Records shown section start

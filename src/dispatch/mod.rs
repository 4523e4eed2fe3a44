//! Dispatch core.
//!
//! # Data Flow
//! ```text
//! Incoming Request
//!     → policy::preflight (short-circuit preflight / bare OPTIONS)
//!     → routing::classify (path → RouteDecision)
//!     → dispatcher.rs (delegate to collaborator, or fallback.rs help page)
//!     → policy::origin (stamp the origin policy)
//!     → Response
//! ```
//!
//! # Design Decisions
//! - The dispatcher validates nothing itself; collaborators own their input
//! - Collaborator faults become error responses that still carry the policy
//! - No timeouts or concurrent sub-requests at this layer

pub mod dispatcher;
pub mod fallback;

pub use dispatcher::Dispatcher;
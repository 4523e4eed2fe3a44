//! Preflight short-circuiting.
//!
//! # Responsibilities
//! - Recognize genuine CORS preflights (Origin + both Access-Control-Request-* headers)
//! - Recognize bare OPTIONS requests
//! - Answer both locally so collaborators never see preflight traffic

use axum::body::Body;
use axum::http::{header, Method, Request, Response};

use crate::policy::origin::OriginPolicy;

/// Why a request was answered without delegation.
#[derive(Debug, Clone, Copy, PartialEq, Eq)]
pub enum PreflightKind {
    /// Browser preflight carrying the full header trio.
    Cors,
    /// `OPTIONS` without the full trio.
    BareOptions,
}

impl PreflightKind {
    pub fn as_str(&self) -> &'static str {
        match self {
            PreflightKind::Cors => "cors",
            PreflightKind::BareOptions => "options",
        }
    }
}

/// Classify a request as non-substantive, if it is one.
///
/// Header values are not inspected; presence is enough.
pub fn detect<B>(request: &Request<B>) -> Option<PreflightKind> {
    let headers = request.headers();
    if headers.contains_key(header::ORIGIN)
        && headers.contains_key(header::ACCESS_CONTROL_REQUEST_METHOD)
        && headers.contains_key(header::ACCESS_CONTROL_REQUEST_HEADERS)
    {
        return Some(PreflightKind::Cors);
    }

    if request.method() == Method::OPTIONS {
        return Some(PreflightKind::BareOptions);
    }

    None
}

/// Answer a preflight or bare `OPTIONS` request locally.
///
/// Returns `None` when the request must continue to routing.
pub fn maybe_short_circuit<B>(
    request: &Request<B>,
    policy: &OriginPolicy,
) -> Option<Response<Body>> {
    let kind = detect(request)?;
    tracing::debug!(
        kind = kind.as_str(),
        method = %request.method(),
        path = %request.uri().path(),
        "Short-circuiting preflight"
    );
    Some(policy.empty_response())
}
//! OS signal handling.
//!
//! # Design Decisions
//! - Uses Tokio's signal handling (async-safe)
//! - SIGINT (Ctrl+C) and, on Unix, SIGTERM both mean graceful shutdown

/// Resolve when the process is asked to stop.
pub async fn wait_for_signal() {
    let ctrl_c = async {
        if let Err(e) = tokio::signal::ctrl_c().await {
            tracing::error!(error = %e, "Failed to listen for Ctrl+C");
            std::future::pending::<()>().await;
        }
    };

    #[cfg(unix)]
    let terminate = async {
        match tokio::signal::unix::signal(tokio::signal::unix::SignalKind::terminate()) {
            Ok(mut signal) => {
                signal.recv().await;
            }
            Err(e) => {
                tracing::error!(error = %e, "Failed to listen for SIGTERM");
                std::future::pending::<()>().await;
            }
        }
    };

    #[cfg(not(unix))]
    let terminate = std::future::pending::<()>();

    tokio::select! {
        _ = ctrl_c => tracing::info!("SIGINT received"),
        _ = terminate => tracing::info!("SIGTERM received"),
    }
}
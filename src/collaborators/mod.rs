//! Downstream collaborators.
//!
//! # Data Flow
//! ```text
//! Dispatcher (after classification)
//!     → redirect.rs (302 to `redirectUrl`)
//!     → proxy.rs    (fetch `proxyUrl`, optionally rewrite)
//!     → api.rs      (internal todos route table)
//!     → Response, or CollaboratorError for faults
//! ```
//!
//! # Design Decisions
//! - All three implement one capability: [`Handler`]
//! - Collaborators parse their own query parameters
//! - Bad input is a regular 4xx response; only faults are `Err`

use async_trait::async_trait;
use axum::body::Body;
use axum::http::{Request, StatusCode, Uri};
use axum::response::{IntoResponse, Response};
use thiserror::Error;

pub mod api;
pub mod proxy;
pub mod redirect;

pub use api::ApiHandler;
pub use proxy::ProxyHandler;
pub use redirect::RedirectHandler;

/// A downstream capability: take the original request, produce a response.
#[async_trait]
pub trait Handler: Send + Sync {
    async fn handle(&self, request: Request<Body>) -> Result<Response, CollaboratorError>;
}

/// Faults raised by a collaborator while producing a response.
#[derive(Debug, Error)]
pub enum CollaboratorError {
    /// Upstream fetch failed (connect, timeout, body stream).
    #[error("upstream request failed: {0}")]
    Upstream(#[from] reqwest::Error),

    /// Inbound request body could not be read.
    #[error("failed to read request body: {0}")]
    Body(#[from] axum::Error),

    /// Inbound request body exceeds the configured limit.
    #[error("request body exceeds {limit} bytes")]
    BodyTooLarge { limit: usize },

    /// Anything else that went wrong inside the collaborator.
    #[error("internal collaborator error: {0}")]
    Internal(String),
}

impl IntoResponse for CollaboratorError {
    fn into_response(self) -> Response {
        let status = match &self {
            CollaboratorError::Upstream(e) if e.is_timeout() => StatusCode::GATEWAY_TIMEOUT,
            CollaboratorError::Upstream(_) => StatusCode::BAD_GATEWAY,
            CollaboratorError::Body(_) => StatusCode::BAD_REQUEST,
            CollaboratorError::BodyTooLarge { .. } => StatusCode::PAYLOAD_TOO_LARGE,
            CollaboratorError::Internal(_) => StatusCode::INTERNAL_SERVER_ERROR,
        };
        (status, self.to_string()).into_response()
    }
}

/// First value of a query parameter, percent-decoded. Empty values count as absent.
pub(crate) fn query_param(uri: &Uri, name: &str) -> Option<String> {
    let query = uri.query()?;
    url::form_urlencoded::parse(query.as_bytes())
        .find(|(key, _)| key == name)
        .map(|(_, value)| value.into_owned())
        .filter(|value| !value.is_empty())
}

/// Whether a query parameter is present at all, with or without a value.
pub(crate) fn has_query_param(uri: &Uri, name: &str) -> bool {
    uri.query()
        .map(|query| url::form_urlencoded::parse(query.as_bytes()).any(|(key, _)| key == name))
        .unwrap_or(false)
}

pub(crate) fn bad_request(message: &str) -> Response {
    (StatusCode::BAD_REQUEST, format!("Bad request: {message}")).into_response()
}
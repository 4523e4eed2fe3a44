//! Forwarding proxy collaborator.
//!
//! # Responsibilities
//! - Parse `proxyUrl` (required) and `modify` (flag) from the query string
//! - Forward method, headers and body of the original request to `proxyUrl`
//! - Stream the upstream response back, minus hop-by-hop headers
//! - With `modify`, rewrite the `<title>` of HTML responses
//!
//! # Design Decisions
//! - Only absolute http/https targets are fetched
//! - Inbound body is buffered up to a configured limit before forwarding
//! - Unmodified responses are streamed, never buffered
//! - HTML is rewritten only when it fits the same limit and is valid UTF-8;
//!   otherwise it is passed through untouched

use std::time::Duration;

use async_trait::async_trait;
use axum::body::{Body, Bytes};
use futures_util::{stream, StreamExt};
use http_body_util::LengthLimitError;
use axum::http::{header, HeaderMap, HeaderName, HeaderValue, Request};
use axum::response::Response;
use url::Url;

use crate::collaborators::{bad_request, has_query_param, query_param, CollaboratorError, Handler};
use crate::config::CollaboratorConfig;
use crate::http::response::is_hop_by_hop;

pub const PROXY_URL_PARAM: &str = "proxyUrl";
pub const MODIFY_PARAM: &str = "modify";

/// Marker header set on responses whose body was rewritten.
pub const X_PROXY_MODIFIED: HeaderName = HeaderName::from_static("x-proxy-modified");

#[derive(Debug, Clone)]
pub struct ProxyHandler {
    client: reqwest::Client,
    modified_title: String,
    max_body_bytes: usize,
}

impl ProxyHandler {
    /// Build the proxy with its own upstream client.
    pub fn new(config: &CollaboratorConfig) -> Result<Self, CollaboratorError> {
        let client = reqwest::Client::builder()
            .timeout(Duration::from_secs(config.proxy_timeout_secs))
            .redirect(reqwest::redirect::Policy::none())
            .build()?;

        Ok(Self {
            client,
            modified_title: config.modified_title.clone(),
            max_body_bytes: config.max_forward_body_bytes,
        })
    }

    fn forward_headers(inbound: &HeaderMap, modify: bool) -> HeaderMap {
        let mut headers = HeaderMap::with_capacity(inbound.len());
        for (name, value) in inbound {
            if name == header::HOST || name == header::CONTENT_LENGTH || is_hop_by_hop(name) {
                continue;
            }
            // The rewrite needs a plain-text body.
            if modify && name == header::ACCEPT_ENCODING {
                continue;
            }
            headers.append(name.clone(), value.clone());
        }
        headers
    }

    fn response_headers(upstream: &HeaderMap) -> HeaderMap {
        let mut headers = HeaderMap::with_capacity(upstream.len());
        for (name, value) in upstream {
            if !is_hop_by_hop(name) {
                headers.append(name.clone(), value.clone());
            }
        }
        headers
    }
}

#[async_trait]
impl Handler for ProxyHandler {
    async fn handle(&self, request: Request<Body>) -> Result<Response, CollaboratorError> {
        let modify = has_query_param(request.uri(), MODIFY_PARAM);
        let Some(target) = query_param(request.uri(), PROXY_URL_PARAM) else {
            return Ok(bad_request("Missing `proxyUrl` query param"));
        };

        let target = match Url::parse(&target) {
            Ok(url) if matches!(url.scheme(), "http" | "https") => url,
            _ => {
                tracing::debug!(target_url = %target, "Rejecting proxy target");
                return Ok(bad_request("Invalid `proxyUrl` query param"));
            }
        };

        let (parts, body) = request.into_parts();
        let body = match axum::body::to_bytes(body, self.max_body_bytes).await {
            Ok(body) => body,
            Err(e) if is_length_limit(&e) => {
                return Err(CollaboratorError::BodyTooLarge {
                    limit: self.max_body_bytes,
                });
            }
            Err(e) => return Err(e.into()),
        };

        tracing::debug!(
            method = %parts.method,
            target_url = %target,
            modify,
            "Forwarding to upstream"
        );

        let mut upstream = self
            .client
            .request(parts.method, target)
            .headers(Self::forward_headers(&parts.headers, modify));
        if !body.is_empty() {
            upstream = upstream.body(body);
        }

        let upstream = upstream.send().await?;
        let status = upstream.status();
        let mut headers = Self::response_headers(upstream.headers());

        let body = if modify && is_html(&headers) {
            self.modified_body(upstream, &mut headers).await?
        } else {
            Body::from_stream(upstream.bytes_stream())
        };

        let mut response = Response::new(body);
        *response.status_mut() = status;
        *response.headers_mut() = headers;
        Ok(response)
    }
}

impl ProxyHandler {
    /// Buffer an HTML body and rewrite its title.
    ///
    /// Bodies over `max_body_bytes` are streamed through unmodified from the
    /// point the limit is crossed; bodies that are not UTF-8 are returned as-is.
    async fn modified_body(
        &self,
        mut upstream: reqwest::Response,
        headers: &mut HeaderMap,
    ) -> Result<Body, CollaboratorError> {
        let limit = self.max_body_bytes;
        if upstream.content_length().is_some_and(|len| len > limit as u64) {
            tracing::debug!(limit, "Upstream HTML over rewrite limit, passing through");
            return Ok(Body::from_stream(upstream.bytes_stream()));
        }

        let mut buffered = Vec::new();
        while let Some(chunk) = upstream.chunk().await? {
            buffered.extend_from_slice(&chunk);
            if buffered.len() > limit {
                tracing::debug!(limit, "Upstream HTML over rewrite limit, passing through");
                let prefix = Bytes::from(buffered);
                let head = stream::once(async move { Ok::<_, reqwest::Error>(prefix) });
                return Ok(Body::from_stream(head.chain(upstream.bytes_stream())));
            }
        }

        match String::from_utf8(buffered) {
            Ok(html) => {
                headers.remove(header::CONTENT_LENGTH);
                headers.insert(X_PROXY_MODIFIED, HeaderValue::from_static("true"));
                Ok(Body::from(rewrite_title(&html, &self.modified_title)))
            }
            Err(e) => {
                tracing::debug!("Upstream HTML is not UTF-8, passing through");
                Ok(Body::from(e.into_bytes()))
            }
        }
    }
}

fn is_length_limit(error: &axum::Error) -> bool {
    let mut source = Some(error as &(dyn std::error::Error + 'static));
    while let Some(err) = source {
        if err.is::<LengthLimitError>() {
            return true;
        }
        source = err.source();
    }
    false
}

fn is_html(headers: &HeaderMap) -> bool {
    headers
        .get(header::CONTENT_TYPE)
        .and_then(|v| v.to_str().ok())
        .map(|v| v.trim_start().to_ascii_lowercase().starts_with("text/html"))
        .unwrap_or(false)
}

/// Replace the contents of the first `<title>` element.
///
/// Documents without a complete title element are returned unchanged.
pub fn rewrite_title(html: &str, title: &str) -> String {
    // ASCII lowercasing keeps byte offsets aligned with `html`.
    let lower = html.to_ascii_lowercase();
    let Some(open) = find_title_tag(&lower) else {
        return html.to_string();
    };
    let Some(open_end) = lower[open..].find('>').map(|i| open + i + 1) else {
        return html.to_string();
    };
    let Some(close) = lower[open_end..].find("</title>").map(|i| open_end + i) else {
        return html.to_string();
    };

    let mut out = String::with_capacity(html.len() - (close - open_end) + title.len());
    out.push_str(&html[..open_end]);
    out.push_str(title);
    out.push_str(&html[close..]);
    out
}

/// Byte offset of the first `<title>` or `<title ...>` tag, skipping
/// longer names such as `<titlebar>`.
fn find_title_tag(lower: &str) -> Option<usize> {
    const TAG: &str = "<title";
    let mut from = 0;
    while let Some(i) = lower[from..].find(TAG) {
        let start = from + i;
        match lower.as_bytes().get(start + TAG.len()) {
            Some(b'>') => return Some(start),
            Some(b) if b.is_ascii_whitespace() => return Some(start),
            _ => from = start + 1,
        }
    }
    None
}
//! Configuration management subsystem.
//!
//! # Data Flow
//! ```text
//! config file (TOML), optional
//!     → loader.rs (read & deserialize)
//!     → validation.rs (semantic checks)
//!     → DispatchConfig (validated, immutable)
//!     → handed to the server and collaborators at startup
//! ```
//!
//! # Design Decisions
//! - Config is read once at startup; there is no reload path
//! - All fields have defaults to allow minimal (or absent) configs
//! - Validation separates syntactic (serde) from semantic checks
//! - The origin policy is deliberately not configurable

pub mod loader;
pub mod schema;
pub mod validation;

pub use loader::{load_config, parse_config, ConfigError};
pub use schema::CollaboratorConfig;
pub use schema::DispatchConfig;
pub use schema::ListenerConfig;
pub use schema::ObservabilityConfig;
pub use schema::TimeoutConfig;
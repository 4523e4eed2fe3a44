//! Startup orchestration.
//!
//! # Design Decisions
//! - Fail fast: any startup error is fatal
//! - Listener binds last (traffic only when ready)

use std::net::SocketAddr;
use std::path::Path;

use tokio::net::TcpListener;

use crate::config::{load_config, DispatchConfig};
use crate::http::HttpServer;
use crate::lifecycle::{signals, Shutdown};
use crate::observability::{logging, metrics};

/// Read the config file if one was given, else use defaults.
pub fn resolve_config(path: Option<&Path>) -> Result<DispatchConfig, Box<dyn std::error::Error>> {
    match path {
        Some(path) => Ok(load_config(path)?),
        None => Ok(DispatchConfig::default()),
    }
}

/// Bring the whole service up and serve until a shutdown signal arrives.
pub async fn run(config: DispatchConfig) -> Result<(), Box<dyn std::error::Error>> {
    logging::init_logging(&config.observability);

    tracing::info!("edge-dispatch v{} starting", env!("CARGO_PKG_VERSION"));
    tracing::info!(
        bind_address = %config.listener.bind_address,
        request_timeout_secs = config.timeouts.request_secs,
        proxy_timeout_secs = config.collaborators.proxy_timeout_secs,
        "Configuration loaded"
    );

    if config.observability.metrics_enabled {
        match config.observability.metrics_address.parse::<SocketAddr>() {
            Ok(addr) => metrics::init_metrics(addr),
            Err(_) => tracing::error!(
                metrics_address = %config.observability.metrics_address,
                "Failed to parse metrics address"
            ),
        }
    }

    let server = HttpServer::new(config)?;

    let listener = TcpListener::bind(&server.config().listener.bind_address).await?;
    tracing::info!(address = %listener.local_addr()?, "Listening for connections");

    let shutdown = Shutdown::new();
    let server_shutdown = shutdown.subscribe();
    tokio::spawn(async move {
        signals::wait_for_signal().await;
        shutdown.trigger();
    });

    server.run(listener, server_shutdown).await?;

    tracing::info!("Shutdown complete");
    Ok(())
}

Records shown section end

- _To do_
Reproduce exactly the entries above, limited to the lines from the one with "Some(b) if b.is_ascii_whitespace()" through the one with "no reload path", both included.

- _Solution to this problem_
            Some(b) if b.is_ascii_whitespace() => return Some(start),
            _ => from = start + 1,
        }
    }
    None
}
//! Configuration management subsystem.
//!
//! # Data Flow
//! ```text
//! config file (TOML), optional
//!     → loader.rs (read & deserialize)
//!     → validation.rs (semantic checks)
//!     → DispatchConfig (validated, immutable)
//!     → handed to the server and collaborators at startup
//! ```
//!
//! # Design Decisions
//! - Config is read once at startup; there is no reload path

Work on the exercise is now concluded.